No podemos colocar un gendarme en cada esquina y sería un tremendo embrollo judicializar todos los aspectos de la convivencia. Creemos que es bueno que haya espacios en los que la autonomía de la persona escoja por sí misma su propia conducta. Esa autonomía y la libertad de elección que conlleva es la que finalmente nos hace éticos, o no. Pero en esta reflexión hay un punto mucho más conspicuo, nada que ver con lo anterior que a su lado se antoja colateral. La ética no se conforma con lo que somos e indaga en lo que nos gustaría ser. Este impulso ha construido un modelo de sujeto como portador de dignidad que se traduce en un llamamiento a comportarnos en el quehacer de nuestra vida de un modo acorde al modelo configurado. Esa dignidad que poseemos en tanto que existimos nos convierte en sujetos valiosos, personas con derecho a tener derechos y el deber de respetarlos. La gran aportación no es que una institución nos lo imponga, sino que nosotros como individuos autónomos estamos convencidos de que ese modelo es el más idóneo para que la convivencia sea todo lo contrario a la jungla y al inhabitable sálvese quien pueda. Aquí hay que dar dos rápidas noticias, una mala y otra buena. La mala es que la dignidad no se fundamente en nada. La buena es que si todos la respetamos a todos nos irá mucho mejor.

En El gobierno de las emociones, Victoria Camps explica que «la ética, según Kant, sólo podía ser entendida como la capacidad del individuo de darse leyes a sí mismo y no obedecer normas dadas por otros». Este convencimiento debería devenir en autolegislación y autodeterminación. Desgraciadamente no siempre es así como explicaba al principio de este texto. La prueba inequívoca es la tupida constelación de normas, leyes, reglas, instrucciones, preceptos, imperativos, ínsitos en nuestro imaginario para modular la conducta. Si necesitamos tantos diques de contención es porque desconfiamos de nuestra conducta. Incluso interiorizando nuestro modelo ético de sujeto, la labilidad humana nos hace recelar de nosotros mismos, del cumplimiento de las expectativas, de realizar lo prometido, de comandarnos según los valores que consideramos buenos para convivir de la mejor manera posible, de no transgredir la coherencia y la responsabilidad, de no magullar la dignidad del otro, de no tratar a los demás como jamás se nos ocurriría tratar a alguien con quien nos une el afecto. Los griegos lo supieron y por eso vincularon la ética y la política entendida como la organización de vidas anexadas a otras vidas en el espacio y los propósitos comunes. Para comportarse con sensibilidad ética se necesitaba un marco político, que es la variante contemporánea que postula que para poder llevar a cabo una ética de máximos (felicidad) necesitamos orquestar una ética de mínimos (justicia).

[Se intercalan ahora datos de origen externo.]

//! # Phase Controller
//!
//! Sequences phases from the actions their mini-loops return.
//!
//! ```text
//! startup ──► legal ──► title map ──┐
//!                                   ▼
//!            ┌──────────────────► title ──NewGame/LoadGame──► gameplay ─┐
//!            │                      │                                   │
//!            │                   timeout                                │
//!            │                      ▼                                   │
//!            ├──── key ─────── credits                                  │
//!            │                      ▼                                   │
//!            ├──── key ─────── demos (each must end with ExitDemo)      │
//!            │                      ▼                                   │
//!            └──────────────── title map ◄──────────────────────────────┘
//! ```
//!
//! Gameplay alternates maps and intermissions until the world returns
//! something other than a level change.

use std::convert::Infallible;

use lockstep_core::{
    DemoLibrary, GameAction, LoopResult, NetSync, Presenter, Scheduler, Simulation,
    TicClock,
};

use crate::phases::{
    CreditsPhase, DemoPhase, GamePhase, IntermissionPhase, LegalPhase, Phase, PhaseKind,
    TitlePhase,
};

/// Drives the scheduler through the game's screens.
pub struct PhaseController<N, C, S, P> {
    scheduler: Scheduler<N, C, S, P>,
    demos: Box<dyn DemoLibrary>,
    visited: Vec<PhaseKind>,
}

impl<N, C, S, P> PhaseController<N, C, S, P>
where
    N: NetSync,
    C: TicClock,
    S: Simulation,
    P: Presenter,
{
    /// Creates a controller that loads attract demos from `demos`.
    #[must_use]
    pub fn new(scheduler: Scheduler<N, C, S, P>, demos: Box<dyn DemoLibrary>) -> Self {
        Self {
            scheduler,
            demos,
            visited: Vec::new(),
        }
    }

    /// The scheduler.
    #[must_use]
    pub const fn scheduler(&self) -> &Scheduler<N, C, S, P> {
        &self.scheduler
    }

    /// The scheduler, mutably.
    pub fn scheduler_mut(&mut self) -> &mut Scheduler<N, C, S, P> {
        &mut self.scheduler
    }

    /// Every phase run so far, in order.
    #[must_use]
    pub fn visited(&self) -> &[PhaseKind] {
        &self.visited
    }

    /// Runs one phase to completion.
    ///
    /// # Errors
    ///
    /// Propagates fatal mini-loop errors.
    pub fn run_phase(&mut self, mut phase: Phase) -> LoopResult<GameAction> {
        let kind = phase.kind();
        tracing::info!(phase = %kind, "entering phase");
        self.visited.push(kind);

        let action = self.scheduler.run(&mut phase)?;
        tracing::debug!(phase = %kind, %action, "phase finished");
        Ok(action)
    }

    /// Legal notice, then the title map unless a key skipped it.
    ///
    /// Skipped when an action is already pending or in a network game.
    ///
    /// # Errors
    ///
    /// Propagates fatal mini-loop errors.
    pub fn splash(&mut self) -> LoopResult<()> {
        let state = self.scheduler.state();
        if !state.action.is_nothing() || state.flags.netgame {
            return Ok(());
        }

        let config = self.scheduler.config();
        let legal = LegalPhase::new(config.secs_to_tics(config.legal_secs));
        if self.run_phase(Phase::Legal(legal))? != GameAction::Title {
            self.run_title_map()?;
        }
        self.scheduler.state_mut().action = GameAction::Title;
        Ok(())
    }

    /// Startup: the splash, or straight into gameplay for a network game.
    ///
    /// # Errors
    ///
    /// Propagates fatal mini-loop errors.
    pub fn run_opening(&mut self) -> LoopResult<()> {
        if self.scheduler.state().flags.netgame {
            tracing::info!("network game, skipping title");
            self.start_new_game();
            return self.run_gameplay().map(|_| ());
        }
        self.splash()
    }

    /// One pass of the title sequence.
    ///
    /// Returns the action that ended the pass.
    ///
    /// # Errors
    ///
    /// Propagates fatal mini-loop errors.
    pub fn run_sequence(&mut self) -> LoopResult<GameAction> {
        let config = self.scheduler.config();
        let title = TitlePhase::new(config.secs_to_tics(config.title_timeout_secs));
        let exit = self.run_phase(Phase::Title(title))?;

        if exit.starts_game() {
            self.start_new_game();
            return self.run_gameplay();
        }

        let config = self.scheduler.config();
        let credits = CreditsPhase::new(config.secs_to_tics(config.credits_hold_secs));
        let exit = self.run_phase(Phase::Credits(credits))?;
        if exit == GameAction::Title {
            return Ok(exit);
        }

        let names: Vec<String> = self
            .scheduler
            .config()
            .attract_demos()
            .into_iter()
            .map(str::to_owned)
            .collect();
        for name in &names {
            let exit = self.play_demo(name)?;
            if exit != GameAction::ExitDemo {
                return Ok(exit);
            }
        }

        self.run_title_map()
    }

    /// Maps and intermissions until the world stops asking for levels.
    ///
    /// # Errors
    ///
    /// Propagates fatal mini-loop errors, including a map that fails to
    /// load.
    pub fn run_gameplay(&mut self) -> LoopResult<GameAction> {
        loop {
            let exit = self.run_phase(Phase::Game(GamePhase::new()))?;
            match exit {
                GameAction::Completed => {
                    let exit = self.run_phase(Phase::Intermission(IntermissionPhase::new()))?;
                    if exit != GameAction::LoadLevel {
                        return Ok(exit);
                    }
                    self.advance_map();
                }
                action if action.reloads_level() => {}
                action => return Ok(action),
            }
        }
    }

    /// The opening, then the title sequence forever.
    ///
    /// # Errors
    ///
    /// Returns only on a fatal mini-loop error.
    pub fn run_forever(&mut self) -> LoopResult<Infallible> {
        self.run_opening()?;
        loop {
            let exit = self.run_sequence()?;
            tracing::debug!(%exit, "title sequence restarting");
        }
    }

    /// Plays one attract demo. A missing demo counts as finished.
    fn play_demo(&mut self, name: &str) -> LoopResult<GameAction> {
        let Some(script) = self.demos.load(name) else {
            tracing::warn!(demo = name, "demo not found, skipping");
            return Ok(GameAction::ExitDemo);
        };
        self.run_phase(Phase::Demo(DemoPhase::new(script)))
    }

    fn run_title_map(&mut self) -> LoopResult<GameAction> {
        let name = self.scheduler.config().title_map_demo.clone();
        let Some(script) = self.demos.load(&name) else {
            tracing::warn!(demo = %name, "title map not found, skipping");
            return Ok(GameAction::ExitDemo);
        };
        self.run_phase(Phase::Demo(DemoPhase::title_map(script)))
    }

    fn start_new_game(&mut self) {
        let state = self.scheduler.state_mut();
        state.map = 1;
        state.next_map = 2;
    }

    fn advance_map(&mut self) {
        let state = self.scheduler.state_mut();
        state.map = state.next_map;
        state.next_map += 1;
        tracing::info!(map = state.map, "advancing to next map");
    }
}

La dignidad empieza donde acaba el hambre, para ser éticos necesitamos tener acceso a bienes básicos, no podemos exigir lo mínimo a quien no tiene lo mínimo. Aclarada esta nada periférica apreciación, la historia de la humanidad nos ha enseñado algo muy sencillo, pero primordial para entender todo lo que yo he intentado explicar aquí. Algo elemental invisibilizado precisamente por su condición elemental. La adhesión emocional a un deseo puede sojuzgar la voluntad y enfangarla en un comportamiento catalogado como perjudicial para la vida en común. Toda la educación trata de evitar esta inercia, que el despotismo del deseo se lleve por delante las construcciones de la intelección. Educarnos consiste en aprender a desobedecer nuestros deseos inmediatos en aras de obedecer nuestros deseos pensados, indisciplina a caprichos que obturan nuestros hábitos para alcanzar nuestros planes insertos a su vez en un paisaje colectivo. Se trata de racionalizar el deseo para desear lo deseable sin que una autoridad normativa nos obligue a ello. Que lo que el deseo desea coincida con lo que uno debe hacer porque así lo ha dispuesto en su proyecto de vida que tiene en cuenta la dignidad inherente a sus congéneres. No es nada fácil, pero estamos sobreavisados. Aprender a vivir es una tarea para toda la vida.